Exercise:
Each record is to be given again without alteration.

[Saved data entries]
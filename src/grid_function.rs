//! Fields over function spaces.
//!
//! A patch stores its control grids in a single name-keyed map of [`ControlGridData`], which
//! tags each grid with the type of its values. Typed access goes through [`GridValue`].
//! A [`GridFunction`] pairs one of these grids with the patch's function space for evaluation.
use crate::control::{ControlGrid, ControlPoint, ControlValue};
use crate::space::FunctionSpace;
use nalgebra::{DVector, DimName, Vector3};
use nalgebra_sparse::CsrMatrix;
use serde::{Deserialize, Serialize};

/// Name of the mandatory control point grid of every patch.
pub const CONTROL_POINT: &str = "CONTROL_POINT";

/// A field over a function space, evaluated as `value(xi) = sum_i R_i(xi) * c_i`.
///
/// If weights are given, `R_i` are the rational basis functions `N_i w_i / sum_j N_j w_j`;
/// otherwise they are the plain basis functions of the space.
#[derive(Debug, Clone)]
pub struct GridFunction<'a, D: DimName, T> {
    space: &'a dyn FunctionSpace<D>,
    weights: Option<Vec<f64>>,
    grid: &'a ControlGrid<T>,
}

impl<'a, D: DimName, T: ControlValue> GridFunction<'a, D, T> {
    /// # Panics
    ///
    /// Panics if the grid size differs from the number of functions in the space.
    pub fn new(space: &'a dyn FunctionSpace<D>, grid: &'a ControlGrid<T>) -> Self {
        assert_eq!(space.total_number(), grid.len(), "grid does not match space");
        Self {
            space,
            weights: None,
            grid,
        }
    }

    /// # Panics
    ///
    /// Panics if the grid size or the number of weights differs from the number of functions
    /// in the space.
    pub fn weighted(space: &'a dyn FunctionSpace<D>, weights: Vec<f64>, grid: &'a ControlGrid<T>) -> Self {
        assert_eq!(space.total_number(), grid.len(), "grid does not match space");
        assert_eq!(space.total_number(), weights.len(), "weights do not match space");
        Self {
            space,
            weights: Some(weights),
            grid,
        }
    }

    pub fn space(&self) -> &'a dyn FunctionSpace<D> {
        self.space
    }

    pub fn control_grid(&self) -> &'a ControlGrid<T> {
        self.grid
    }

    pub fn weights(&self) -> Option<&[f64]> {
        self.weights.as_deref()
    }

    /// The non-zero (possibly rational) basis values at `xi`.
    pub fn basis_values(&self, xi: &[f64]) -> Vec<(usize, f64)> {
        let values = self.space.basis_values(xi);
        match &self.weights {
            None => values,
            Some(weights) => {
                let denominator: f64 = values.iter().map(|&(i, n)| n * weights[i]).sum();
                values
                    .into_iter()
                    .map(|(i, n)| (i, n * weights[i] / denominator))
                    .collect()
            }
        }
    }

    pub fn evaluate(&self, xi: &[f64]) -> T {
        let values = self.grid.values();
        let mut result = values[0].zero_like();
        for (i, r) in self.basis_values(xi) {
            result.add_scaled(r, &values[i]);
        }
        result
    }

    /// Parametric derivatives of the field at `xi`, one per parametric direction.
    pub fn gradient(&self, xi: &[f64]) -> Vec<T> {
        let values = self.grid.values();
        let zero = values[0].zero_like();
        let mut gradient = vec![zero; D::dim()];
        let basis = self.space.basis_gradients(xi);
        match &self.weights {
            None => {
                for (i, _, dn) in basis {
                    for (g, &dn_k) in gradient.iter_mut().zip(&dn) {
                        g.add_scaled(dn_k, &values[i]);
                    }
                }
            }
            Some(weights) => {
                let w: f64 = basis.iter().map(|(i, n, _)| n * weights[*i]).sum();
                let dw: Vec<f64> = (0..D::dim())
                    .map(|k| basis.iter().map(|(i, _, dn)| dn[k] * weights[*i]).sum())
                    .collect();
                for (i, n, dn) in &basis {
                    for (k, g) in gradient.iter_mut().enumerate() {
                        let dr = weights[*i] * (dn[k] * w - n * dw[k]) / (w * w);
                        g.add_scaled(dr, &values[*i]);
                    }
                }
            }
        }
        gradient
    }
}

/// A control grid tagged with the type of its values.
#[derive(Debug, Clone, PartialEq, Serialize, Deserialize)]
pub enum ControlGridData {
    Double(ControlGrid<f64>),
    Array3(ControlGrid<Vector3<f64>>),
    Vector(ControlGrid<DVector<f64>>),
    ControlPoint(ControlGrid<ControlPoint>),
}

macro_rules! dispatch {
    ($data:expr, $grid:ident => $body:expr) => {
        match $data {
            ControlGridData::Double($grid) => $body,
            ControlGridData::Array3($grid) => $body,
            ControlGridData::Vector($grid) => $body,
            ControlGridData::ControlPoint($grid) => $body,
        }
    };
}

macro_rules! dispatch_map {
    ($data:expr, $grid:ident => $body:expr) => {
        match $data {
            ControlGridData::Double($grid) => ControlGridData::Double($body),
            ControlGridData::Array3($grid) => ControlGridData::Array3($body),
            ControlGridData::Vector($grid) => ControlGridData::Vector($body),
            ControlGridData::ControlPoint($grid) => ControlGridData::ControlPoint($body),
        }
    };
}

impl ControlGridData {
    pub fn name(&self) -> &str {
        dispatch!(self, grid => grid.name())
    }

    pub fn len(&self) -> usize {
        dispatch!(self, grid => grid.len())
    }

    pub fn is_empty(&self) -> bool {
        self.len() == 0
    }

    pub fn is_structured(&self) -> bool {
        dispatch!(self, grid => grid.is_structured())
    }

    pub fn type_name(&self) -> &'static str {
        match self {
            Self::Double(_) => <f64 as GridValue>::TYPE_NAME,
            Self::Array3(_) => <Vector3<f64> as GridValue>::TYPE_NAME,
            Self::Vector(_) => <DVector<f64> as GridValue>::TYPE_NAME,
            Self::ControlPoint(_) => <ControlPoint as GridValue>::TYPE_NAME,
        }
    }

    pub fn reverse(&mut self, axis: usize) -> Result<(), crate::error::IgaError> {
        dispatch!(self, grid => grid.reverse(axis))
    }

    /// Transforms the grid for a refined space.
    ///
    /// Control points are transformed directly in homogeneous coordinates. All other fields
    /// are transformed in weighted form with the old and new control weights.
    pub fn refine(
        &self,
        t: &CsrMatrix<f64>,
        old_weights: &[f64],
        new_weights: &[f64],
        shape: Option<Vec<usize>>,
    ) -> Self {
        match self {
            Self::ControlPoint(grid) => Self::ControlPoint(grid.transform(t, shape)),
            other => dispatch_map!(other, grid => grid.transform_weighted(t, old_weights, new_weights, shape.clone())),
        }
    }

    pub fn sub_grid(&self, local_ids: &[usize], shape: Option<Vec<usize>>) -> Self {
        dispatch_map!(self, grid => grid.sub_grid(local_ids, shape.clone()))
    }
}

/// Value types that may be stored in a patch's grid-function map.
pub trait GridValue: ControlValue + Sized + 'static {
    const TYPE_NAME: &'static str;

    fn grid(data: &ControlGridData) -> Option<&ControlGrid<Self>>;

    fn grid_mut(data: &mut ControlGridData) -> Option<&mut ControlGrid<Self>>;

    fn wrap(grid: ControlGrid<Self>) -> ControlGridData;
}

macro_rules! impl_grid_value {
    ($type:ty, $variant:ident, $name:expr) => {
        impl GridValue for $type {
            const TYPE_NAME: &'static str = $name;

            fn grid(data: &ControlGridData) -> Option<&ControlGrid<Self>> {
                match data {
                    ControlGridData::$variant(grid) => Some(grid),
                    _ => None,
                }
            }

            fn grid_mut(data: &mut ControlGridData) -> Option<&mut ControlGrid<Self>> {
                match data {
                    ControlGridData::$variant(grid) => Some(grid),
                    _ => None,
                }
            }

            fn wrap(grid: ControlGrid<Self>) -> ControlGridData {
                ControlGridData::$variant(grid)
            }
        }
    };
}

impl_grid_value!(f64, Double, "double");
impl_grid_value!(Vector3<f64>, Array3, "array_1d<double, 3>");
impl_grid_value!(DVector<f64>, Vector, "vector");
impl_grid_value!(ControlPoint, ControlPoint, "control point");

Solution to this exercise:
filename src/grid_function.rs
//! Fields over function spaces.
//!
//! A patch stores its control grids in a single name-keyed map of [`ControlGridData`], which
//! tags each grid with the type of its values. Typed access goes through [`GridValue`].
//! A [`GridFunction`] pairs one of these grids with the patch's function space for evaluation.
use crate::control::{ControlGrid, ControlPoint, ControlValue};
use crate::space::FunctionSpace;
use nalgebra::{DVector, DimName, Vector3};
use nalgebra_sparse::CsrMatrix;
use serde::{Deserialize, Serialize};

/// Name of the mandatory control point grid of every patch.
pub const CONTROL_POINT: &str = "CONTROL_POINT";

/// A field over a function space, evaluated as `value(xi) = sum_i R_i(xi) * c_i`.
///
/// If weights are given, `R_i` are the rational basis functions `N_i w_i / sum_j N_j w_j`;
/// otherwise they are the plain basis functions of the space.
#[derive(Debug, Clone)]
pub struct GridFunction<'a, D: DimName, T> {
    space: &'a dyn FunctionSpace<D>,
    weights: Option<Vec<f64>>,
    grid: &'a ControlGrid<T>,
}

impl<'a, D: DimName, T: ControlValue> GridFunction<'a, D, T> {
    /// # Panics
    ///
    /// Panics if the grid size differs from the number of functions in the space.
    pub fn new(space: &'a dyn FunctionSpace<D>, grid: &'a ControlGrid<T>) -> Self {
        assert_eq!(space.total_number(), grid.len(), "grid does not match space");
        Self {
            space,
            weights: None,
            grid,
        }
    }

    /// # Panics
    ///
    /// Panics if the grid size or the number of weights differs from the number of functions
    /// in the space.
    pub fn weighted(space: &'a dyn FunctionSpace<D>, weights: Vec<f64>, grid: &'a ControlGrid<T>) -> Self {
        assert_eq!(space.total_number(), grid.len(), "grid does not match space");
        assert_eq!(space.total_number(), weights.len(), "weights do not match space");
        Self {
            space,
            weights: Some(weights),
            grid,
        }
    }

    pub fn space(&self) -> &'a dyn FunctionSpace<D> {
        self.space
    }

    pub fn control_grid(&self) -> &'a ControlGrid<T> {
        self.grid
    }

    pub fn weights(&self) -> Option<&[f64]> {
        self.weights.as_deref()
    }

    /// The non-zero (possibly rational) basis values at `xi`.
    pub fn basis_values(&self, xi: &[f64]) -> Vec<(usize, f64)> {
        let values = self.space.basis_values(xi);
        match &self.weights {
            None => values,
            Some(weights) => {
                let denominator: f64 = values.iter().map(|&(i, n)| n * weights[i]).sum();
                values
                    .into_iter()
                    .map(|(i, n)| (i, n * weights[i] / denominator))
                    .collect()
            }
        }
    }

    pub fn evaluate(&self, xi: &[f64]) -> T {
        let values = self.grid.values();
        let mut result = values[0].zero_like();
        for (i, r) in self.basis_values(xi) {
            result.add_scaled(r, &values[i]);
        }
        result
    }

    /// Parametric derivatives of the field at `xi`, one per parametric direction.
    pub fn gradient(&self, xi: &[f64]) -> Vec<T> {
        let values = self.grid.values();
        let zero = values[0].zero_like();
        let mut gradient = vec![zero; D::dim()];
        let basis = self.space.basis_gradients(xi);
        match &self.weights {
            None => {
                for (i, _, dn) in basis {
                    for (g, &dn_k) in gradient.iter_mut().zip(&dn) {
                        g.add_scaled(dn_k, &values[i]);
                    }
                }
            }
            Some(weights) => {
                let w: f64 = basis.iter().map(|(i, n, _)| n * weights[*i]).sum();
                let dw: Vec<f64> = (0..D::dim())
                    .map(|k| basis.iter().map(|(i, _, dn)| dn[k] * weights[*i]).sum())
                    .collect();
                for (i, n, dn) in &basis {
                    for (k, g) in gradient.iter_mut().enumerate() {
                        let dr = weights[*i] * (dn[k] * w - n * dw[k]) / (w * w);
                        g.add_scaled(dr, &values[*i]);
                    }
                }
            }
        }
        gradient
    }
}

/// A control grid tagged with the type of its values.
#[derive(Debug, Clone, PartialEq, Serialize, Deserialize)]
pub enum ControlGridData {
    Double(ControlGrid<f64>),
    Array3(ControlGrid<Vector3<f64>>),
    Vector(ControlGrid<DVector<f64>>),
    ControlPoint(ControlGrid<ControlPoint>),
}

macro_rules! dispatch {
    ($data:expr, $grid:ident => $body:expr) => {
        match $data {
            ControlGridData::Double($grid) => $body,
            ControlGridData::Array3($grid) => $body,
            ControlGridData::Vector($grid) => $body,
            ControlGridData::ControlPoint($grid) => $body,
        }
    };
}

macro_rules! dispatch_map {
    ($data:expr, $grid:ident => $body:expr) => {
        match $data {
            ControlGridData::Double($grid) => ControlGridData::Double($body),
            ControlGridData::Array3($grid) => ControlGridData::Array3($body),
            ControlGridData::Vector($grid) => ControlGridData::Vector($body),
            ControlGridData::ControlPoint($grid) => ControlGridData::ControlPoint($body),
        }
    };
}

impl ControlGridData {
    pub fn name(&self) -> &str {
        dispatch!(self, grid => grid.name())
    }

    pub fn len(&self) -> usize {
        dispatch!(self, grid => grid.len())
    }

    pub fn is_empty(&self) -> bool {
        self.len() == 0
    }

    pub fn is_structured(&self) -> bool {
        dispatch!(self, grid => grid.is_structured())
    }

    pub fn type_name(&self) -> &'static str {
        match self {
            Self::Double(_) => <f64 as GridValue>::TYPE_NAME,
            Self::Array3(_) => <Vector3<f64> as GridValue>::TYPE_NAME,
            Self::Vector(_) => <DVector<f64> as GridValue>::TYPE_NAME,
            Self::ControlPoint(_) => <ControlPoint as GridValue>::TYPE_NAME,
        }
    }

    pub fn reverse(&mut self, axis: usize) -> Result<(), crate::error::IgaError> {
        dispatch!(self, grid => grid.reverse(axis))
    }

    /// Transforms the grid for a refined space.
    ///
    /// Control points are transformed directly in homogeneous coordinates. All other fields
    /// are transformed in weighted form with the old and new control weights.
    pub fn refine(
        &self,
        t: &CsrMatrix<f64>,
        old_weights: &[f64],
        new_weights: &[f64],
        shape: Option<Vec<usize>>,
    ) -> Self {
        match self {
            Self::ControlPoint(grid) => Self::ControlPoint(grid.transform(t, shape)),
            other => dispatch_map!(other, grid => grid.transform_weighted(t, old_weights, new_weights, shape.clone())),
        }
    }

    pub fn sub_grid(&self, local_ids: &[usize], shape: Option<Vec<usize>>) -> Self {
        dispatch_map!(self, grid => grid.sub_grid(local_ids, shape.clone()))
    }
}

/// Value types that may be stored in a patch's grid-function map.
pub trait GridValue: ControlValue + Sized + 'static {
    const TYPE_NAME: &'static str;

    fn grid(data: &ControlGridData) -> Option<&ControlGrid<Self>>;

    fn grid_mut(data: &mut ControlGridData) -> Option<&mut ControlGrid<Self>>;

    fn wrap(grid: ControlGrid<Self>) -> ControlGridData;
}

macro_rules! impl_grid_value {
    ($type:ty, $variant:ident, $name:expr) => {
        impl GridValue for $type {
            const TYPE_NAME: &'static str = $name;

            fn grid(data: &ControlGridData) -> Option<&ControlGrid<Self>> {
                match data {
                    ControlGridData::$variant(grid) => Some(grid),
                    _ => None,
                }
            }

            fn grid_mut(data: &mut ControlGridData) -> Option<&mut ControlGrid<Self>> {
                match data {
                    ControlGridData::$variant(grid) => Some(grid),
                    _ => None,
                }
            }

            fn wrap(grid: ControlGrid<Self>) -> ControlGridData {
                ControlGridData::$variant(grid)
            }
        }
    };
}

impl_grid_value!(f64, Double, "double");
impl_grid_value!(Vector3<f64>, Array3, "array_1d<double, 3>");
impl_grid_value!(DVector<f64>, Vector, "vector");
impl_grid_value!(ControlPoint, ControlPoint, "control point");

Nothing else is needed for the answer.